Greater flexibility should be allowed in prescribing for smoking cessation pharmacotherapy, the Royal Australian College of General Practitioners (RACGP) recommends.
Pharmacotherapy options available in Australia include nicotine replacement therapy (NRT), varenicline and bupropion hydrochloride.
Australia has made progress in terms of tobacco control and smoking rates, with daily smoking nearly halved between 1991 and 2013 from 24 per cent of the population to 12.8 per cent.
However, the latest National Tobacco Strategy is aimed at reducing the national adult daily smoking rate to 10 per cent of the population and halve the Aboriginal and Torres Strait Islander adult daily smoking rate.

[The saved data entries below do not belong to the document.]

use crate::error::{LangExtractError, Result};
use crate::extractor::{CopiedFile, ExtractionProgress};
use crate::index::ManifestRef;
use chrono::{DateTime, Utc};
use serde::Serialize;
use std::path::{Path, PathBuf};
use std::time::Duration;

#[derive(Debug, Clone, Serialize)]
pub struct ExtractionReport {
    pub manifest: ManifestRef,
    pub output_directory: PathBuf,
    pub files_copied: usize,
    pub bytes_copied: u64,
    pub extraction_duration: Duration,
    pub extraction_time: DateTime<Utc>,
    pub files: Vec<CopiedFile>,
}

impl ExtractionReport {
    pub fn new(manifest: ManifestRef, output_directory: PathBuf, progress: &ExtractionProgress) -> Self {
        Self {
            manifest,
            output_directory,
            files_copied: progress.files_processed,
            bytes_copied: progress.bytes_processed,
            extraction_duration: progress.elapsed(),
            extraction_time: Utc::now(),
            files: progress.copied.clone(),
        }
    }

    pub fn summary_line(&self) -> String {
        format!(
            "Successfully extracted {} translation files for {}.",
            self.files_copied, self.manifest.version
        )
    }

    pub fn to_json(&self) -> Result<String> {
        serde_json::to_string_pretty(self).map_err(|e| LangExtractError::Config {
            message: format!("Failed to serialize report to JSON: {}", e),
        })
    }

    pub fn save_json<P: AsRef<Path>>(&self, path: P) -> Result<()> {
        let path = path.as_ref();
        let json_content = self.to_json()?;

        if let Some(parent) = path.parent().filter(|p| !p.as_os_str().is_empty()) {
            std::fs::create_dir_all(parent).map_err(|e| LangExtractError::from_io(e, parent))?;
        }
        std::fs::write(path, json_content).map_err(|e| LangExtractError::from_io(e, path))?;

        Ok(())
    }
}
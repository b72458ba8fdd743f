use clap::Parser;
use langextract::{
    Cli, HostEnv, HostOs, LangExtract, LangExtractError, OutputFormatter, OutputMode,
    UserFriendlyError,
};
use std::process;

fn main() {
    let exit_code = run();
    process::exit(exit_code);
}

fn run() -> i32 {
    let cli = Cli::parse();
    setup_logging(cli.verbosity_level());

    if cli.generate_config {
        return handle_generate_config(&cli);
    }

    let env = HostEnv::from_process();
    let app = match LangExtract::from_cli(&cli, HostOs::current(), &env) {
        Ok(app) => app,
        Err(e) => {
            print_startup_error(&e);
            return e.exit_code();
        }
    };

    if cli.dry_run {
        return handle_dry_run(&app);
    }

    match app.extract_translations() {
        Ok(report) => {
            app.output_formatter().print_extraction_report(&report);

            if let Some(ref report_path) = cli.report {
                if let Err(e) = report.save_json(report_path) {
                    app.handle_error(&e);
                    return e.exit_code();
                }
            }
            0
        }
        Err(e) => {
            tracing::debug!(error = ?e, "extraction failed");
            app.handle_error(&e);
            e.exit_code()
        }
    }
}

fn handle_generate_config(cli: &Cli) -> i32 {
    let config_path = cli
        .config
        .as_ref()
        .map(|p| p.to_string_lossy().to_string())
        .unwrap_or_else(|| "langextract.toml".to_string());

    match LangExtract::generate_sample_config(&config_path) {
        Ok(()) => {
            println!("Generated sample configuration file: {}", config_path);
            println!("\nTo use this configuration:");
            println!("  langextract --config {}", config_path);
            0
        }
        Err(e) => {
            eprintln!("Failed to generate configuration file: {}", e.user_message());
            if let Some(suggestion) = e.suggestion() {
                eprintln!("Suggestion: {}", suggestion);
            }
            e.exit_code()
        }
    }
}

fn handle_dry_run(app: &LangExtract) -> i32 {
    let formatter = app.output_formatter();

    formatter.info("DRY RUN MODE - No files will be copied");

    match app.plan() {
        Ok((manifest, entries)) => {
            if formatter.mode() != OutputMode::Json {
                println!(
                    "Would extract {} translation files for {} into {}:",
                    entries.len(),
                    manifest.version,
                    app.config().output.directory.display()
                );
            }
            formatter.print_plan(&entries);
            0
        }
        Err(e) => {
            app.handle_error(&e);
            e.exit_code()
        }
    }
}

fn print_startup_error(error: &LangExtractError) {
    let formatter = OutputFormatter::new(OutputMode::Human, 0, false);
    formatter.print_user_friendly_error(error);
}

fn setup_logging(verbosity: u8) {
    use tracing_subscriber::EnvFilter;

    let default_directive = match verbosity {
        0 => "langextract=warn",
        1 => "langextract=info",
        _ => "langextract=debug",
    };
    let filter =
        EnvFilter::try_from_default_env().unwrap_or_else(|_| EnvFilter::new(default_directive));

    let _ = tracing_subscriber::fmt()
        .with_env_filter(filter)
        .with_writer(std::io::stderr)
        .try_init();
}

“Some people can quit unassisted,” RACGP President Dr Harry Nespolon said. “However, those who take advantage of behavioural support and vital medicines, including combination NRT, varenicline and bupropion, will substantially increase their chances of quitting.
“However, as things stand, we have fixed PBS rules that don’t reflect best-practice medical assistance. As a result, people trying to quit smoking miss out on PBS subsidies that could make a real difference.

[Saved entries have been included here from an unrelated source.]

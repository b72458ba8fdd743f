pub mod file_extractor;
pub mod object_store;
pub mod report;

pub use file_extractor::{extract, CopiedFile, ExtractionProgress, FileOperations};
pub use object_store::ObjectStore;
pub use report::ExtractionReport;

“We need to improve flexibility in prescribing, to cut costs for patients using pharmacotherapy so that people who could really benefit from these medicines can access them.

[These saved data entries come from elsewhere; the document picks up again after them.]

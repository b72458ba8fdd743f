use crate::config::{CliOverrides, Config};
use crate::error::Result;
use crate::platform::{expand_home, HostEnv};
use clap::{Parser, ValueEnum};
use std::path::PathBuf;

#[derive(Parser, Debug)]
#[command(name = "langextract")]
#[command(version = env!("CARGO_PKG_VERSION"))]
#[command(about = "Extract JSON translation files from a Minecraft installation")]
#[command(
    long_about = "langextract finds the newest asset index of a Minecraft installation, \
                  selects its localization entries and copies them out of the \
                  content-addressed object store into a flat output directory."
)]
#[command(after_help = "EXAMPLES:\n  \
    langextract\n  \
    langextract --minecraft-dir ~/.minecraft --output-dir lang\n  \
    langextract --output-format json --report run.json\n  \
    langextract --dry-run -v")]
pub struct Cli {
    /// The Minecraft data directory (defaults to the platform location)
    #[arg(short = 's', long)]
    pub minecraft_dir: Option<PathBuf>,

    /// Where to place the extracted translation files (default: translations)
    #[arg(short, long)]
    pub output_dir: Option<PathBuf>,

    /// Configuration file path
    #[arg(short, long, help = "Path to TOML configuration file")]
    pub config: Option<PathBuf>,

    /// Logical path prefix of the assets to extract
    #[arg(long, help = "Asset path prefix to extract (default: minecraft/lang)")]
    pub prefix: Option<String>,

    /// Output format for results
    #[arg(long, value_enum, default_value_t = OutputFormat::Human)]
    pub output_format: OutputFormat,

    /// Write a JSON extraction report to this file
    #[arg(long)]
    pub report: Option<PathBuf>,

    /// Skip checking copied sizes against the asset index
    #[arg(long)]
    pub no_verify_size: bool,

    /// Verbose output level (-v, -vv)
    #[arg(short, long, action = clap::ArgAction::Count)]
    pub verbose: u8,

    /// Quiet mode (suppress non-essential output)
    #[arg(short, long, conflicts_with = "verbose")]
    pub quiet: bool,

    /// Dry run (show what would be done without executing)
    #[arg(long, help = "List the files that would be extracted without copying them")]
    pub dry_run: bool,

    /// Generate sample configuration file
    #[arg(long, help = "Generate a sample configuration file")]
    pub generate_config: bool,
}

#[derive(Debug, Clone, ValueEnum)]
pub enum OutputFormat {
    /// Human-readable colored output
    Human,
    /// JSON formatted output
    Json,
    /// Plain text output
    Plain,
}

impl Cli {
    pub fn load_config(&self, env: &HostEnv) -> Result<Config> {
        let mut config = Config::load_with_defaults(self.config.as_ref())?;

        let overrides = self.create_cli_overrides(env);
        config.merge_with_cli_args(&overrides);
        config.validate()?;

        Ok(config)
    }

    pub fn create_cli_overrides(&self, env: &HostEnv) -> CliOverrides {
        CliOverrides::new()
            .with_source_root(self.minecraft_dir.as_ref().map(|p| expand_home(p, env)))
            .with_output_dir(self.output_dir.as_ref().map(|p| expand_home(p, env)))
            .with_prefix(self.prefix.clone())
            .with_verify_size(if self.no_verify_size { Some(false) } else { None })
    }

    pub fn verbosity_level(&self) -> u8 {
        if self.quiet {
            0
        } else {
            self.verbose
        }
    }
}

“It’s vital to allow for PBS-subsidised combination NRT, which is proven to be the most effective form of NRT.
“We should also allow GPs to prescribe a second round of PBS-subsidised NRT within a 12-month period because it will help reduce relapse in people who have stopped smoking at the end of a standard course of NRT. This is a public health policy no-brainer, pure and simple.”
The proposal is contained in the RACGP’s newly released Supporting cessation: A guide for health professionals (second edition).